WORK TASK: Please retype every entry, keeping each one exactly as written.
RECORDS SUPPLIED: Begin
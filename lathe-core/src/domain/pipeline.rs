//! Pipeline AST
//!
//! The typed document produced by parsing a declarative pipeline script.
//! Stage order is execution order; a stage may carry its own steps, a set of
//! parallel branches, or both.

use serde::{Deserialize, Serialize};

/// Tag appended to image references that do not name one
pub const DEFAULT_IMAGE_TAG: &str = "latest";

/// Root pipeline document
#[derive(Debug, Clone, PartialEq, Eq, Serialize, Deserialize)]
pub struct Pipeline {
    /// Top-level agent, inherited by stages that do not override it
    pub agent: Agent,
    pub stages: Vec<Stage>,
}

impl Pipeline {
    /// Checks the structural invariants the grammar cannot express
    ///
    /// # Errors
    /// Returns a description of the first violation found:
    /// - the pipeline has no stages
    /// - a stage (at any nesting depth) has an empty name
    pub fn validate(&self) -> Result<(), String> {
        if self.stages.is_empty() {
            return Err("Pipeline must have at least one stage".to_string());
        }

        for stage in &self.stages {
            stage.validate()?;
        }

        Ok(())
    }
}

/// Execution context a stage runs in
#[derive(Debug, Clone, Default, PartialEq, Eq, Serialize, Deserialize)]
#[serde(tag = "type", rename_all = "lowercase")]
pub enum Agent {
    /// Bare host execution
    #[default]
    None,
    /// Containerized execution
    Docker { image: String },
}

impl Agent {
    /// Returns the container image for a docker agent with its tag normalized
    ///
    /// Images without a tag get `:latest`. The tag is looked up in the last
    /// path segment only, so a registry port (`host:5000/app`) is not mistaken
    /// for a tag.
    pub fn image_with_tag(&self) -> Option<String> {
        match self {
            Agent::None => None,
            Agent::Docker { image } => Some(normalize_image_tag(image)),
        }
    }
}

/// Appends the default tag to an image reference that has none
///
/// Only the last path segment is inspected, so a registry port is not taken
/// for a tag.
pub fn normalize_image_tag(image: &str) -> String {
    let last_segment = image.rsplit('/').next().unwrap_or(image);
    if last_segment.contains(':') || last_segment.contains('@') {
        image.to_string()
    } else {
        format!("{}:{}", image, DEFAULT_IMAGE_TAG)
    }
}

/// A named unit of execution
#[derive(Debug, Clone, Default, PartialEq, Eq, Serialize, Deserialize)]
pub struct Stage {
    pub name: String,
    /// Agent override; `None` inherits the enclosing agent
    #[serde(default, skip_serializing_if = "Option::is_none")]
    pub agent: Option<Agent>,
    #[serde(default, skip_serializing_if = "Vec::is_empty")]
    pub steps: Vec<Step>,
    #[serde(default, skip_serializing_if = "Option::is_none")]
    pub fail_fast: Option<bool>,
    /// Child stages executed concurrently before this stage's own steps
    #[serde(default, skip_serializing_if = "Vec::is_empty")]
    pub parallel: Vec<Stage>,
}

impl Stage {
    /// Resolves the agent this stage runs with
    pub fn effective_agent<'a>(&'a self, inherited: &'a Agent) -> &'a Agent {
        self.agent.as_ref().unwrap_or(inherited)
    }

    /// Whether `failFast true` was declared
    pub fn is_fail_fast(&self) -> bool {
        self.fail_fast.unwrap_or(false)
    }

    fn validate(&self) -> Result<(), String> {
        if self.name.trim().is_empty() {
            return Err("Stage name cannot be empty".to_string());
        }

        for branch in &self.parallel {
            branch.validate()?;
        }

        Ok(())
    }
}

/// A single command invocation
#[derive(Debug, Clone, PartialEq, Eq, Serialize, Deserialize)]
#[serde(tag = "kind")]
pub enum Step {
    /// `sh 'mvn test'`
    SingleKV { command: String, value: String },
    /// `git branch: 'main', url: '...'`
    MultiKV { command: String, params: Vec<Param> },
}

impl Step {
    /// Command keyword used to resolve the handling plugin
    pub fn command(&self) -> &str {
        match self {
            Step::SingleKV { command, .. } => command.as_str(),
            Step::MultiKV { command, .. } => command.as_str(),
        }
    }

    /// Normalizes the step into `(command, params)`
    ///
    /// A single-value step maps its value to the `text` key; a multi-value
    /// step keeps its declared pairs in order.
    pub fn to_command(&self) -> (&str, StepParams) {
        match self {
            Step::SingleKV { command, value } => {
                let mut params = StepParams::new();
                params.insert("text", value.clone());
                (command.as_str(), params)
            }
            Step::MultiKV { command, params } => (
                command.as_str(),
                params
                    .iter()
                    .map(|p| (p.key.clone(), p.value.clone()))
                    .collect(),
            ),
        }
    }
}

/// A `key: 'value'` pair of a multi-value step
#[derive(Debug, Clone, PartialEq, Eq, Serialize, Deserialize)]
pub struct Param {
    pub key: String,
    pub value: String,
}

/// Ordered parameter map handed to plugins
///
/// Keeps declaration order. Inserting an existing key replaces its value in place.
#[derive(Debug, Clone, Default, PartialEq, Eq, Serialize, Deserialize)]
pub struct StepParams(Vec<(String, String)>);

impl StepParams {
    pub fn new() -> Self {
        Self(Vec::new())
    }

    /// Sets a parameter, replacing the value of an existing key
    pub fn insert(&mut self, key: impl Into<String>, value: impl Into<String>) {
        let key = key.into();
        let value = value.into();
        match self.0.iter_mut().find(|(k, _)| *k == key) {
            Some(entry) => entry.1 = value,
            None => self.0.push((key, value)),
        }
    }

    pub fn get(&self, key: &str) -> Option<&str> {
        self.0
            .iter()
            .find(|(k, _)| k == key)
            .map(|(_, v)| v.as_str())
    }

    pub fn contains_key(&self, key: &str) -> bool {
        self.get(key).is_some()
    }

    pub fn iter(&self) -> impl Iterator<Item = (&str, &str)> {
        self.0.iter().map(|(k, v)| (k.as_str(), v.as_str()))
    }

    pub fn len(&self) -> usize {
        self.0.len()
    }

    pub fn is_empty(&self) -> bool {
        self.0.is_empty()
    }
}

impl FromIterator<(String, String)> for StepParams {
    fn from_iter<I: IntoIterator<Item = (String, String)>>(iter: I) -> Self {
        let mut params = StepParams::new();
        for (key, value) in iter {
            params.insert(key, value);
        }
        params
    }
}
RECORDS SUPPLIED: End
OUTPUT FOR THIS EXERCISE:
filename lathe-core/src/domain/pipeline.rs
//! Pipeline AST
//!
//! The typed document produced by parsing a declarative pipeline script.
//! Stage order is execution order; a stage may carry its own steps, a set of
//! parallel branches, or both.

use serde::{Deserialize, Serialize};

/// Tag appended to image references that do not name one
pub const DEFAULT_IMAGE_TAG: &str = "latest";

/// Root pipeline document
#[derive(Debug, Clone, PartialEq, Eq, Serialize, Deserialize)]
pub struct Pipeline {
    /// Top-level agent, inherited by stages that do not override it
    pub agent: Agent,
    pub stages: Vec<Stage>,
}

impl Pipeline {
    /// Checks the structural invariants the grammar cannot express
    ///
    /// # Errors
    /// Returns a description of the first violation found:
    /// - the pipeline has no stages
    /// - a stage (at any nesting depth) has an empty name
    pub fn validate(&self) -> Result<(), String> {
        if self.stages.is_empty() {
            return Err("Pipeline must have at least one stage".to_string());
        }

        for stage in &self.stages {
            stage.validate()?;
        }

        Ok(())
    }
}

/// Execution context a stage runs in
#[derive(Debug, Clone, Default, PartialEq, Eq, Serialize, Deserialize)]
#[serde(tag = "type", rename_all = "lowercase")]
pub enum Agent {
    /// Bare host execution
    #[default]
    None,
    /// Containerized execution
    Docker { image: String },
}

impl Agent {
    /// Returns the container image for a docker agent with its tag normalized
    ///
    /// Images without a tag get `:latest`. The tag is looked up in the last
    /// path segment only, so a registry port (`host:5000/app`) is not mistaken
    /// for a tag.
    pub fn image_with_tag(&self) -> Option<String> {
        match self {
            Agent::None => None,
            Agent::Docker { image } => Some(normalize_image_tag(image)),
        }
    }
}

/// Appends the default tag to an image reference that has none
///
/// Only the last path segment is inspected, so a registry port is not taken
/// for a tag.
pub fn normalize_image_tag(image: &str) -> String {
    let last_segment = image.rsplit('/').next().unwrap_or(image);
    if last_segment.contains(':') || last_segment.contains('@') {
        image.to_string()
    } else {
        format!("{}:{}", image, DEFAULT_IMAGE_TAG)
    }
}

/// A named unit of execution
#[derive(Debug, Clone, Default, PartialEq, Eq, Serialize, Deserialize)]
pub struct Stage {
    pub name: String,
    /// Agent override; `None` inherits the enclosing agent
    #[serde(default, skip_serializing_if = "Option::is_none")]
    pub agent: Option<Agent>,
    #[serde(default, skip_serializing_if = "Vec::is_empty")]
    pub steps: Vec<Step>,
    #[serde(default, skip_serializing_if = "Option::is_none")]
    pub fail_fast: Option<bool>,
    /// Child stages executed concurrently before this stage's own steps
    #[serde(default, skip_serializing_if = "Vec::is_empty")]
    pub parallel: Vec<Stage>,
}

impl Stage {
    /// Resolves the agent this stage runs with
    pub fn effective_agent<'a>(&'a self, inherited: &'a Agent) -> &'a Agent {
        self.agent.as_ref().unwrap_or(inherited)
    }

    /// Whether `failFast true` was declared
    pub fn is_fail_fast(&self) -> bool {
        self.fail_fast.unwrap_or(false)
    }

    fn validate(&self) -> Result<(), String> {
        if self.name.trim().is_empty() {
            return Err("Stage name cannot be empty".to_string());
        }

        for branch in &self.parallel {
            branch.validate()?;
        }

        Ok(())
    }
}

/// A single command invocation
#[derive(Debug, Clone, PartialEq, Eq, Serialize, Deserialize)]
#[serde(tag = "kind")]
pub enum Step {
    /// `sh 'mvn test'`
    SingleKV { command: String, value: String },
    /// `git branch: 'main', url: '...'`
    MultiKV { command: String, params: Vec<Param> },
}

impl Step {
    /// Command keyword used to resolve the handling plugin
    pub fn command(&self) -> &str {
        match self {
            Step::SingleKV { command, .. } => command.as_str(),
            Step::MultiKV { command, .. } => command.as_str(),
        }
    }

    /// Normalizes the step into `(command, params)`
    ///
    /// A single-value step maps its value to the `text` key; a multi-value
    /// step keeps its declared pairs in order.
    pub fn to_command(&self) -> (&str, StepParams) {
        match self {
            Step::SingleKV { command, value } => {
                let mut params = StepParams::new();
                params.insert("text", value.clone());
                (command.as_str(), params)
            }
            Step::MultiKV { command, params } => (
                command.as_str(),
                params
                    .iter()
                    .map(|p| (p.key.clone(), p.value.clone()))
                    .collect(),
            ),
        }
    }
}

/// A `key: 'value'` pair of a multi-value step
#[derive(Debug, Clone, PartialEq, Eq, Serialize, Deserialize)]
pub struct Param {
    pub key: String,
    pub value: String,
}

/// Ordered parameter map handed to plugins
///
/// Keeps declaration order. Inserting an existing key replaces its value in place.
#[derive(Debug, Clone, Default, PartialEq, Eq, Serialize, Deserialize)]
pub struct StepParams(Vec<(String, String)>);

impl StepParams {
    pub fn new() -> Self {
        Self(Vec::new())
    }

    /// Sets a parameter, replacing the value of an existing key
    pub fn insert(&mut self, key: impl Into<String>, value: impl Into<String>) {
        let key = key.into();
        let value = value.into();
        match self.0.iter_mut().find(|(k, _)| *k == key) {
            Some(entry) => entry.1 = value,
            None => self.0.push((key, value)),
        }
    }

    pub fn get(&self, key: &str) -> Option<&str> {
        self.0
            .iter()
            .find(|(k, _)| k == key)
            .map(|(_, v)| v.as_str())
    }

    pub fn contains_key(&self, key: &str) -> bool {
        self.get(key).is_some()
    }

    pub fn iter(&self) -> impl Iterator<Item = (&str, &str)> {
        self.0.iter().map(|(k, v)| (k.as_str(), v.as_str()))
    }

    pub fn len(&self) -> usize {
        self.0.len()
    }

    pub fn is_empty(&self) -> bool {
        self.0.is_empty()
    }
}

impl FromIterator<(String, String)> for StepParams {
    fn from_iter<I: IntoIterator<Item = (String, String)>>(iter: I) -> Self {
        let mut params = StepParams::new();
        for (key, value) in iter {
            params.insert(key, value);
        }
        params
    }
}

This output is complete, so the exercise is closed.